Task goal
Set down exactly the lines below between the line holding "a specific path" and the line holding "let mut seen = HashSet::new();", inclusive; no other line belongs in the answer.

Excerpts from a dataset:
//! Configuration loading and management
//!
//! Configuration is loaded from `~/.config/chatpulse/config.toml`
//!
//! This module follows the XDG Base Directory Specification:
//! - Config: `$XDG_CONFIG_HOME/chatpulse/` (~/.config/chatpulse/)
//! - State/Logs: `$XDG_STATE_HOME/chatpulse/` (~/.local/state/chatpulse/)

use crate::analytics::{AnalyzerOptions, ConcentrationBasis};
use crate::error::{Error, Result};
use crate::insights::{find_insight, CustomInsight, InsightOptions};
use serde::Deserialize;
use std::collections::HashSet;
use std::path::{Path, PathBuf};

/// Returns a best-effort home directory path.
fn home_dir() -> PathBuf {
    std::env::var_os("HOME")
        .map(PathBuf::from)
        .or_else(dirs::home_dir)
        .unwrap_or_else(|| PathBuf::from("."))
}

/// Returns XDG_CONFIG_HOME or ~/.config
fn xdg_config_home() -> PathBuf {
    std::env::var("XDG_CONFIG_HOME")
        .map(PathBuf::from)
        .unwrap_or_else(|_| home_dir().join(".config"))
}

/// Returns XDG_STATE_HOME or ~/.local/state
fn xdg_state_home() -> PathBuf {
    std::env::var("XDG_STATE_HOME")
        .map(PathBuf::from)
        .unwrap_or_else(|_| home_dir().join(".local/state"))
}

/// Main configuration struct
#[derive(Debug, Deserialize, Default, Clone)]
pub struct Config {
    /// Analyzer tunables
    #[serde(default)]
    pub analytics: AnalyticsConfig,

    /// Insight selection and custom rules
    #[serde(default)]
    pub insights: InsightsConfig,

    /// Logging configuration
    #[serde(default)]
    pub logging: LoggingConfig,
}

/// Analyzer configuration
#[derive(Debug, Deserialize, Clone)]
pub struct AnalyticsConfig {
    /// `|z|` above which a day is reported as an anomaly
    #[serde(default = "default_anomaly_z_threshold")]
    pub anomaly_z_threshold: f64,

    /// Members listed in the concentration breakdown
    #[serde(default = "default_top_members")]
    pub top_members: usize,

    /// Share read by the member concentration insight
    #[serde(default)]
    pub concentration_basis: ConcentrationBasis,

    /// Insight ids that are never evaluated
    #[serde(default)]
    pub disabled_insights: Vec<String>,
}

impl Default for AnalyticsConfig {
    fn default() -> Self {
        Self {
            anomaly_z_threshold: default_anomaly_z_threshold(),
            top_members: default_top_members(),
            concentration_basis: ConcentrationBasis::default(),
            disabled_insights: vec![],
        }
    }
}

fn default_anomaly_z_threshold() -> f64 {
    2.5
}

fn default_top_members() -> usize {
    5
}

/// `[insights]` section
#[derive(Debug, Deserialize, Default, Clone)]
pub struct InsightsConfig {
    /// `[[insights.custom]]` entries
    #[serde(default)]
    pub custom: Vec<CustomInsight>,
}

/// Logging configuration
#[derive(Debug, Deserialize, Clone)]
pub struct LoggingConfig {
    /// Log level (trace, debug, info, warn, error)
    #[serde(default = "default_log_level")]
    pub level: String,

    /// Maximum number of log files to keep
    #[serde(default = "default_max_log_files")]
    pub max_files: usize,
}

impl Default for LoggingConfig {
    fn default() -> Self {
        Self {
            level: default_log_level(),
            max_files: default_max_log_files(),
        }
    }
}

fn default_log_level() -> String {
    "info".to_string()
}

fn default_max_log_files() -> usize {
    5
}

impl Config {
    /// Load configuration from the default path
    pub fn load() -> Result<Self> {
        let config_path = Self::config_path();

        if !config_path.exists() {
            tracing::info!("No config file found at {:?}, using defaults", config_path);
            return Ok(Config::default());
        }

        Self::load_from(&config_path)
    }

    /// Load and validate configuration from a specific path
    pub fn load_from(path: &Path) -> Result<Self> {
        let content = std::fs::read_to_string(path)
            .map_err(|e| Error::Config(format!("failed to read config file {:?}: {}", path, e)))?;

        let config: Config = toml::from_str(&content)
            .map_err(|e| Error::Config(format!("failed to parse config: {}", e)))?;

        config.validate()?;
        Ok(config)
    }

    /// Reject values the analyzers cannot work with.
    ///
    /// Every custom formula is parsed here, so a typo surfaces at startup
    /// rather than on the first report.
    pub fn validate(&self) -> Result<()> {
        let z = self.analytics.anomaly_z_threshold;
        if z.is_nan() || z <= 0.0 {
            return Err(Error::Config(
                "analytics.anomaly_z_threshold must be positive".to_string(),
            ));
        }
        if self.analytics.top_members == 0 {
            return Err(Error::Config(
                "analytics.top_members must be at least 1".to_string(),
            ));
        }

        let mut seen = HashSet::new();
        for custom in &self.insights.custom {
            if custom.id.trim().is_empty() {
                return Err(Error::Config("custom insight id must not be empty".to_string()));
            }
            if find_insight(&custom.id).is_some() || !seen.insert(custom.id.as_str()) {
                return Err(Error::Config(format!(
                    "duplicate insight id '{}'",
                    custom.id
                )));
            }
            custom.validate().map_err(|e| {
                Error::Config(format!("custom insight '{}': {}", custom.id, e))
            })?;
        }
        Ok(())
    }

    pub fn analyzer_options(&self) -> AnalyzerOptions {
        AnalyzerOptions {
            anomaly_z_threshold: self.analytics.anomaly_z_threshold,
            top_members: self.analytics.top_members,
        }
    }

    pub fn insight_options(&self) -> InsightOptions {
        InsightOptions {
            concentration_basis: self.analytics.concentration_basis,
            disabled: self.analytics.disabled_insights.clone(),
        }
    }

    /// Returns the default config file path
    ///
    /// `$XDG_CONFIG_HOME/chatpulse/config.toml` (~/.config/chatpulse/config.toml)
    pub fn config_path() -> PathBuf {
        xdg_config_home().join("chatpulse").join("config.toml")
    }

    /// Returns the state directory path (for logs)
    ///
    /// `$XDG_STATE_HOME/chatpulse/` (~/.local/state/chatpulse/)
    pub fn state_dir() -> PathBuf {
        xdg_state_home().join("chatpulse")
    }

    /// Returns the log file prefix
    ///
    /// `$XDG_STATE_HOME/chatpulse/chatpulse.log` (~/.local/state/chatpulse/chatpulse.log).
    /// The daily appender writes `chatpulse.log.YYYY-MM-DD` next to it.
    pub fn log_path() -> PathBuf {
        Self::state_dir().join("chatpulse.log")
    }
}

#[cfg(test)]
mod tests {
    use super::*;
    use crate::insights::Priority;

    #[test]
    fn test_default_config() {
        let config = Config::default();
        assert_eq!(config.analytics.anomaly_z_threshold, 2.5);
        assert_eq!(config.analytics.top_members, 5);
        assert_eq!(config.analytics.concentration_basis, ConcentrationBasis::TopThree);
        assert!(config.insights.custom.is_empty());
        assert_eq!(config.logging.level, "info");
        assert!(config.validate().is_ok());
    }

    #[test]
    fn test_parse_config() {
        let toml = r#"
[analytics]
anomaly_z_threshold = 3.0
concentration_basis = "top_fifth"
disabled_insights = ["growth_acceleration"]

[[insights.custom]]
id = "quiet_week"
title = "Quiet week"
expression = "active_days < day_count / 2"
priority = "high"

[logging]
level = "debug"
"#;
        let config: Config = toml::from_str(toml).unwrap();
        assert!(config.validate().is_ok());

        assert_eq!(config.analytics.anomaly_z_threshold, 3.0);
        assert_eq!(config.analytics.top_members, 5);
        assert_eq!(config.logging.level, "debug");
        assert_eq!(config.insights.custom.len(), 1);
        assert_eq!(config.insights.custom[0].priority, Priority::High);

        let options = config.insight_options();
        assert_eq!(options.concentration_basis, ConcentrationBasis::TopFifth);
        assert!(!options.is_enabled("growth_acceleration"));
        assert_eq!(config.analyzer_options().anomaly_z_threshold, 3.0);
    }

    #[test]
    fn test_validate_rejects_bad_values() {
        let mut config = Config::default();
        config.analytics.anomaly_z_threshold = 0.0;
        assert!(matches!(config.validate(), Err(Error::Config(_))));

        let mut config = Config::default();
        config.analytics.top_members = 0;
        assert!(config.validate().is_err());
    }

    fn with_custom(id: &str, expression: &str) -> Config {
        let mut config = Config::default();
        config.insights.custom.push(CustomInsight {
            id: id.to_string(),
            title: "t".to_string(),
            expression: expression.to_string(),
            priority: Priority::Low,
        });
        config
    }

    #[test]
    fn test_validate_custom_formulas() {
        assert!(with_custom("ok", "spike_count > 2").validate().is_ok());

        let err = with_custom("typo", "spikes > 2").validate().unwrap_err();
        assert!(err.to_string().contains("unresolved variables: spikes"));

        assert!(with_custom("bad", "spike_count >").validate().is_err());
        assert!(with_custom("activity_peak", "1 > 0").validate().is_err());
        assert!(with_custom(" ", "1 > 0").validate().is_err());

        let deep = format!("{}1{}", "(".repeat(5000), ")".repeat(5000));
        let err = with_custom("deep", &deep).validate().unwrap_err();
        assert!(err.to_string().contains("formula too long"), "{err}");
    }

    #[test]
    fn test_load_from_file() {
        let dir = tempfile::tempdir().unwrap();
        let path = dir.path().join("config.toml");
        std::fs::write(&path, "[analytics]\ntop_members = 3\n").unwrap();
        let config = Config::load_from(&path).unwrap();
        assert_eq!(config.analytics.top_members, 3);

        std::fs::write(&path, "[analytics]\ntop_members = \"many\"\n").unwrap();
        assert!(Config::load_from(&path).is_err());
        assert!(Config::load_from(&dir.path().join("missing.toml")).is_err());
    }
}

Reply to the exercise
    /// Load and validate configuration from a specific path
    pub fn load_from(path: &Path) -> Result<Self> {
        let content = std::fs::read_to_string(path)
            .map_err(|e| Error::Config(format!("failed to read config file {:?}: {}", path, e)))?;

        let config: Config = toml::from_str(&content)
            .map_err(|e| Error::Config(format!("failed to parse config: {}", e)))?;

        config.validate()?;
        Ok(config)
    }

    /// Reject values the analyzers cannot work with.
    ///
    /// Every custom formula is parsed here, so a typo surfaces at startup
    /// rather than on the first report.
    pub fn validate(&self) -> Result<()> {
        let z = self.analytics.anomaly_z_threshold;
        if z.is_nan() || z <= 0.0 {
            return Err(Error::Config(
                "analytics.anomaly_z_threshold must be positive".to_string(),
            ));
        }
        if self.analytics.top_members == 0 {
            return Err(Error::Config(
                "analytics.top_members must be at least 1".to_string(),
            ));
        }

        let mut seen = HashSet::new();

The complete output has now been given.